// Copyright (c) 2026 100monkeys.ai
// SPDX-License-Identifier: AGPL-3.0

// Telemetry Bus - Pub/Sub for Engine Events
//
// In-memory event streaming using tokio broadcast channels, plus an optional
// TCP forwarder that pushes JSON lines to external observers. Delivery is
// best-effort: a slow subscriber lags and loses events; publishing never
// blocks the decision path.

use std::sync::Arc;
use tokio::io::AsyncWriteExt;
use tokio::sync::broadcast;
use tokio_util::sync::CancellationToken;
use tracing::{debug, info, warn};

use crate::domain::events::EngineEvent;

/// Telemetry bus for publishing and subscribing to engine events
#[derive(Clone)]
pub struct TelemetryBus {
    sender: Arc<broadcast::Sender<EngineEvent>>,
}

impl TelemetryBus {
    /// Create a new bus with the given channel capacity. Capacity bounds how
    /// many events a slow subscriber can fall behind before losing some.
    pub fn new(capacity: usize) -> Self {
        let (sender, _) = broadcast::channel(capacity.max(1));
        Self {
            sender: Arc::new(sender),
        }
    }

    pub fn with_default_capacity() -> Self {
        Self::new(1000)
    }

    /// Publish an event to all subscribers. Never blocks; with no
    /// subscribers the event is simply dropped.
    pub fn publish(&self, event: EngineEvent) {
        debug!(event_type = event.event_type(), "Publishing engine event");
        let _ = self.sender.send(event);
    }

    pub fn subscribe(&self) -> TelemetryReceiver {
        TelemetryReceiver {
            receiver: self.sender.subscribe(),
        }
    }

    pub fn subscriber_count(&self) -> usize {
        self.sender.receiver_count()
    }
}

impl Default for TelemetryBus {
    fn default() -> Self {
        Self::with_default_capacity()
    }
}

pub struct TelemetryReceiver {
    receiver: broadcast::Receiver<EngineEvent>,
}

impl TelemetryReceiver {
    pub async fn recv(&mut self) -> Result<EngineEvent, TelemetryError> {
        self.receiver.recv().await.map_err(|e| match e {
            broadcast::error::RecvError::Closed => TelemetryError::Closed,
            broadcast::error::RecvError::Lagged(n) => {
                warn!("Telemetry receiver lagged by {} events", n);
                TelemetryError::Lagged(n)
            }
        })
    }

    pub fn try_recv(&mut self) -> Result<EngineEvent, TelemetryError> {
        self.receiver.try_recv().map_err(|e| match e {
            broadcast::error::TryRecvError::Empty => TelemetryError::Empty,
            broadcast::error::TryRecvError::Closed => TelemetryError::Closed,
            broadcast::error::TryRecvError::Lagged(n) => TelemetryError::Lagged(n),
        })
    }
}

#[derive(Debug, thiserror::Error)]
pub enum TelemetryError {
    #[error("Telemetry bus is closed")]
    Closed,

    #[error("No events available")]
    Empty,

    #[error("Receiver lagged by {0} events (events were dropped)")]
    Lagged(u64),
}

/// Streams engine events as JSON lines to TCP clients. Every connected
/// client gets its own subscription; a lagging client skips the lost events
/// and keeps going rather than applying backpressure to the engine.
pub struct TelemetryForwarder;

impl TelemetryForwarder {
    /// Bind `addr` and serve until the token is cancelled.
    pub async fn start(
        addr: String,
        bus: TelemetryBus,
        shutdown: CancellationToken,
    ) -> std::io::Result<tokio::task::JoinHandle<()>> {
        let listener = tokio::net::TcpListener::bind(&addr).await?;
        info!(%addr, "Telemetry forwarder listening");

        Ok(tokio::spawn(async move {
            loop {
                tokio::select! {
                    accepted = listener.accept() => {
                        match accepted {
                            Ok((stream, peer)) => {
                                debug!(%peer, "Telemetry client connected");
                                let receiver = bus.subscribe();
                                let client_shutdown = shutdown.clone();
                                tokio::spawn(Self::serve_client(stream, receiver, client_shutdown));
                            }
                            Err(e) => {
                                warn!("Telemetry accept failed: {}", e);
                            }
                        }
                    }
                    _ = shutdown.cancelled() => {
                        info!("Telemetry forwarder shutting down");
                        return;
                    }
                }
            }
        }))
    }

    async fn serve_client(
        mut stream: tokio::net::TcpStream,
        mut receiver: TelemetryReceiver,
        shutdown: CancellationToken,
    ) {
        loop {
            tokio::select! {
                event = receiver.recv() => {
                    let event = match event {
                        Ok(event) => event,
                        // Lagging is survivable; resume from the live edge.
                        Err(TelemetryError::Lagged(_)) => continue,
                        Err(_) => return,
                    };

                    let Ok(mut line) = serde_json::to_string(&event) else {
                        continue;
                    };
                    line.push('\n');

                    if stream.write_all(line.as_bytes()).await.is_err() {
                        debug!("Telemetry client disconnected");
                        return;
                    }
                }
                _ = shutdown.cancelled() => return,
            }
        }
    }
}

#[cfg(test)]
mod tests {
    use super::*;
    use crate::domain::route::RouteId;
    use chrono::Utc;

    #[tokio::test]
    async fn test_publish_subscribe() {
        let bus = TelemetryBus::new(16);
        let mut receiver = bus.subscribe();

        let route_id = RouteId::new();
        bus.publish(EngineEvent::RouteActivated {
            route_id,
            waypoint_count: 12,
            corridor_radius_km: 200.0,
            timestamp: Utc::now(),
        });

        let received = receiver.recv().await.unwrap();
        match received {
            EngineEvent::RouteActivated { route_id: id, .. } => assert_eq!(id, route_id),
            _ => panic!("Wrong event type received"),
        }
    }

    #[tokio::test]
    async fn test_publish_without_subscribers_does_not_block() {
        let bus = TelemetryBus::new(1);
        for _ in 0..100 {
            bus.publish(EngineEvent::RouteDeactivated {
                route_id: RouteId::new(),
                timestamp: Utc::now(),
            });
        }
        assert_eq!(bus.subscriber_count(), 0);
    }

    #[tokio::test]
    async fn test_multiple_subscribers_each_receive() {
        let bus = TelemetryBus::new(16);
        let mut r1 = bus.subscribe();
        let mut r2 = bus.subscribe();
        assert_eq!(bus.subscriber_count(), 2);

        bus.publish(EngineEvent::RouteDeactivated {
            route_id: RouteId::new(),
            timestamp: Utc::now(),
        });

        assert!(r1.recv().await.is_ok());
        assert!(r2.recv().await.is_ok());
    }

    #[tokio::test]
    async fn test_forwarder_streams_json_lines() {
        use tokio::io::AsyncBufReadExt;

        let bus = TelemetryBus::new(16);
        let shutdown = CancellationToken::new();
        // Grab a free port from the OS, then hand it to the forwarder.
        let listener = tokio::net::TcpListener::bind("127.0.0.1:0").await.unwrap();
        let addr = listener.local_addr().unwrap();
        drop(listener);
        let _handle = TelemetryForwarder::start(addr.to_string(), bus.clone(), shutdown.clone())
            .await
            .expect("bind");

        let stream = tokio::net::TcpStream::connect(addr).await.unwrap();
        // Give the accept loop a beat to register the subscription.
        tokio::time::sleep(std::time::Duration::from_millis(50)).await;

        bus.publish(EngineEvent::RouteDeactivated {
            route_id: RouteId::new(),
            timestamp: Utc::now(),
        });

        let mut reader = tokio::io::BufReader::new(stream);
        let mut line = String::new();
        tokio::time::timeout(std::time::Duration::from_secs(2), reader.read_line(&mut line))
            .await
            .expect("line within timeout")
            .expect("read ok");

        assert!(line.contains("route_deactivated"));
        shutdown.cancel();
    }
}
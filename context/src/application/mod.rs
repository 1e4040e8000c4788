// Copyright (c) 2026 100monkeys.ai
// SPDX-License-Identifier: AGPL-3.0

pub mod context_service;
pub mod pruner;

pub use context_service::{
    ContextQuery, ContextStore, EventSink, NoopEventSink, StandardContextStore, TrendReport,
};
pub use pruner::{ContextPruner, ContextPrunerConfig};
// Copyright (c) 2026 100monkeys.ai
// SPDX-License-Identifier: AGPL-3.0

//! Monitored routes and the shipments travelling them.

use chrono::{DateTime, Utc};
use serde::{Deserialize, Serialize};
use uuid::Uuid;

use super::geo::GeoPoint;

#[derive(Debug, Clone, Copy, PartialEq, Eq, Hash, Serialize, Deserialize)]
pub struct RouteId(pub Uuid);

impl RouteId {
    pub fn new() -> Self {
        Self(Uuid::new_v4())
    }
}

impl Default for RouteId {
    fn default() -> Self {
        Self::new()
    }
}

impl std::fmt::Display for RouteId {
    fn fmt(&self, f: &mut std::fmt::Formatter<'_>) -> std::fmt::Result {
        self.0.fmt(f)
    }
}

/// A monitored route: the polyline returned by the routing collaborator plus
/// the corridor radius events must fall within to be relevant.
#[derive(Debug, Clone, Serialize, Deserialize)]
pub struct Route {
    pub id: RouteId,
    pub waypoints: Vec<GeoPoint>,
    pub corridor_radius_km: f64,
    pub activated_at: DateTime<Utc>,
}

impl Route {
    pub fn new(waypoints: Vec<GeoPoint>, corridor_radius_km: f64) -> Self {
        Self {
            id: RouteId::new(),
            waypoints,
            corridor_radius_km,
            activated_at: Utc::now(),
        }
    }
}

#[derive(Debug, Clone, PartialEq, Eq, Hash, Serialize, Deserialize)]
pub struct ShipmentId(pub String);

impl ShipmentId {
    pub fn as_str(&self) -> &str {
        &self.0
    }
}

impl std::fmt::Display for ShipmentId {
    fn fmt(&self, f: &mut std::fmt::Formatter<'_>) -> std::fmt::Result {
        f.write_str(&self.0)
    }
}

impl From<&str> for ShipmentId {
    fn from(s: &str) -> Self {
        Self(s.to_string())
    }
}

/// Cargo attributes that drive the impact half of the risk score.
#[derive(Debug, Clone, Copy, Serialize, Deserialize)]
pub struct CargoProfile {
    /// Declared cargo value in USD.
    pub value_usd: f64,
    /// Perishable or otherwise time-critical cargo.
    pub perishable: bool,
}

#[derive(Debug, Clone, Copy, PartialEq, Eq, Serialize, Deserialize)]
#[serde(rename_all = "snake_case")]
pub enum ShipmentStatus {
    InTransit,
    Delivered,
    Cancelled,
}

/// A shipment in flight on a monitored route. Mutated as position updates
/// arrive, retired when delivered or cancelled.
#[derive(Debug, Clone, Serialize, Deserialize)]
pub struct Shipment {
    pub id: ShipmentId,
    pub route_id: RouteId,
    pub cargo: CargoProfile,
    /// Fraction of the route completed, in [0, 1].
    pub progress: f64,
    pub status: ShipmentStatus,
    pub updated_at: DateTime<Utc>,
}

impl Shipment {
    pub fn new(id: ShipmentId, route_id: RouteId, cargo: CargoProfile) -> Self {
        Self {
            id,
            route_id,
            cargo,
            progress: 0.0,
            status: ShipmentStatus::InTransit,
            updated_at: Utc::now(),
        }
    }

    pub fn with_progress(mut self, progress: f64) -> Self {
        self.progress = progress.clamp(0.0, 1.0);
        self
    }

    pub fn is_active(&self) -> bool {
        self.status == ShipmentStatus::InTransit
    }
}
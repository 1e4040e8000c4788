// Copyright (c) 2026 100monkeys.ai
// SPDX-License-Identifier: AGPL-3.0

pub mod actions;
pub mod audit;
pub mod corridor;
pub mod routing;
pub mod strategies;
pub mod telemetry;

pub use actions::{LoggingDispatcher, WebhookDispatcher};
pub use audit::{AuditError, AuditSink, InMemoryAuditSink, JsonlAuditSink};
pub use corridor::{CorridorError, CorridorIndex};
pub use strategies::{LlmStrategy, RuleBasedStrategy, StrategyRouter};
pub use routing::{GreatCirclePlanner, OsrmRoutePlanner, RoutePlanError, RoutePlanner};
pub use telemetry::{TelemetryBus, TelemetryError, TelemetryForwarder, TelemetryReceiver};
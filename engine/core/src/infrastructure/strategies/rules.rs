// Copyright (c) 2026 100monkeys.ai
// SPDX-License-Identifier: AGPL-3.0

//! Deterministic rule-based reasoning strategy.
//!
//! The always-available fallback: maps the precomputed risk score onto a
//! recommendation tier with fixed confidences, and phrases a short
//! assessment from the event and shipment at hand. Pure thresholds, no I/O,
//! so every branch is unit-testable.

use async_trait::async_trait;

use crate::domain::disruption::DisruptionEvent;
use crate::domain::reasoning::{Assessment, Recommendation, ReasoningError, ReasoningStrategy};
use crate::domain::route::Shipment;
use aegis_sentinel_context::ScoredEntry;

/// Risk above this is an immediate-mitigation situation.
const CRITICAL_RISK: f64 = 80.0;
/// Risk above this warrants alerting operators.
const WARNING_RISK: f64 = 50.0;

pub struct RuleBasedStrategy;

impl RuleBasedStrategy {
    pub fn new() -> Self {
        Self
    }

    fn tier(risk: f64) -> (Recommendation, f64) {
        if risk > CRITICAL_RISK {
            (Recommendation::Critical, 0.85)
        } else if risk > WARNING_RISK {
            (Recommendation::Warning, 0.80)
        } else {
            (Recommendation::Advisory, 0.75)
        }
    }
}

impl Default for RuleBasedStrategy {
    fn default() -> Self {
        Self::new()
    }
}

#[async_trait]
impl ReasoningStrategy for RuleBasedStrategy {
    async fn analyze(
        &self,
        disruption: &DisruptionEvent,
        shipment: Option<&Shipment>,
        context: &[ScoredEntry],
    ) -> Result<Assessment, ReasoningError> {
        let (recommendation, confidence) = Self::tier(disruption.risk_score);

        let mut text = format!(
            "{} ({}) risk {:.0}/100 on route {}",
            disruption.event.summary,
            disruption.event.category.as_str(),
            disruption.risk_score,
            disruption.route_id,
        );
        if let Some(shipment) = shipment {
            if shipment.cargo.perishable {
                text.push_str(&format!(
                    "; shipment {} carries perishable cargo",
                    shipment.id
                ));
            }
        }
        if !context.is_empty() {
            text.push_str(&format!("; {} similar prior events in window", context.len()));
        }

        Ok(Assessment {
            text,
            confidence,
            recommendation,
            strategy: "rules".into(),
        })
    }

    fn name(&self) -> &'static str {
        "rules"
    }
}
// Copyright (c) 2026 100monkeys.ai
// SPDX-License-Identifier: AGPL-3.0

//! Repository port for indexed context entries.
//!
//! Implementations must make an insert visible to queries atomically: a
//! query running concurrently with `insert` sees either the whole entry or
//! nothing, never a torn state.

use async_trait::async_trait;
use anyhow::Result;
use chrono::{DateTime, Utc};

use crate::domain::{ContextEntry, EntryId};

/// Visibility filter applied during similarity search.
#[derive(Debug, Clone)]
pub struct EntryFilter {
    /// Route scope; `None` matches only unscoped entries plus everything
    /// (see `ContextEntry::matches_scope`).
    pub route_scope: Option<String>,
    /// Entries that occurred before this instant are invisible.
    pub occurred_after: DateTime<Utc>,
}

#[async_trait]
pub trait EntryRepository: Send + Sync {
    /// Insert an entry with its embedding. Atomic from the perspective of
    /// concurrent `search_similar`/`scan` calls.
    async fn insert(&self, entry: ContextEntry, embedding: Vec<f32>) -> Result<EntryId>;

    /// Cosine-similarity search over entries passing the filter.
    /// Returns up to `limit` (entry, similarity) pairs, unordered contract:
    /// callers re-rank by combined score.
    async fn search_similar(
        &self,
        query_embedding: &[f32],
        filter: &EntryFilter,
        limit: usize,
    ) -> Result<Vec<(ContextEntry, f64)>>;

    /// All entries that occurred after the cutoff, for trend scans.
    async fn scan(&self, occurred_after: DateTime<Utc>) -> Result<Vec<ContextEntry>>;

    /// Remove entries that occurred before the horizon. Returns the count.
    async fn delete_older_than(&self, horizon: DateTime<Utc>) -> Result<usize>;

    async fn len(&self) -> Result<usize>;
}
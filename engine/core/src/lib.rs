// Copyright (c) 2026 100monkeys.ai
// SPDX-License-Identifier: AGPL-3.0
//! # AEGIS Sentinel Core
//!
//! Disruption Detection & Autonomous Decision Engine: normalizes streaming
//! real-world events, tests them against monitored route corridors, scores
//! risk, retrieves historical context, and drives a per-route decision state
//! machine whose actions are gated by confidence and rate-limit safety rules
//! and recorded in an append-only audit trail.
//!
//! # Architecture
//!
//! - **Layer:** Decision & Safety Layer
//! - **Purpose:** Event-driven disruption handling for active shipments

pub mod domain;
pub mod application;
pub mod infrastructure;

pub use domain::*;
pub use application::*;
pub use infrastructure::*;

/// Install the default tracing subscriber for binaries and test harnesses
/// embedding the engine. Safe to call more than once; later calls are no-ops.
pub fn init_tracing() {
    use tracing_subscriber::EnvFilter;

    let _ = tracing_subscriber::fmt()
        .with_env_filter(EnvFilter::try_from_default_env().unwrap_or_else(|_| EnvFilter::new("info")))
        .try_init();
}
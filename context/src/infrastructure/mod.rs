// Copyright (c) 2026 100monkeys.ai
// SPDX-License-Identifier: AGPL-3.0

pub mod embedding;
pub mod memory_store;
pub mod repository;

pub use embedding::{Embedder, EmbeddingError, HashingEmbedder, HttpEmbedder};
pub use memory_store::InMemoryEntryRepository;
pub use repository::{EntryFilter, EntryRepository};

### What is required
Determine how many lines of the records above contain the word "dropped", and report only that number.

### Result
2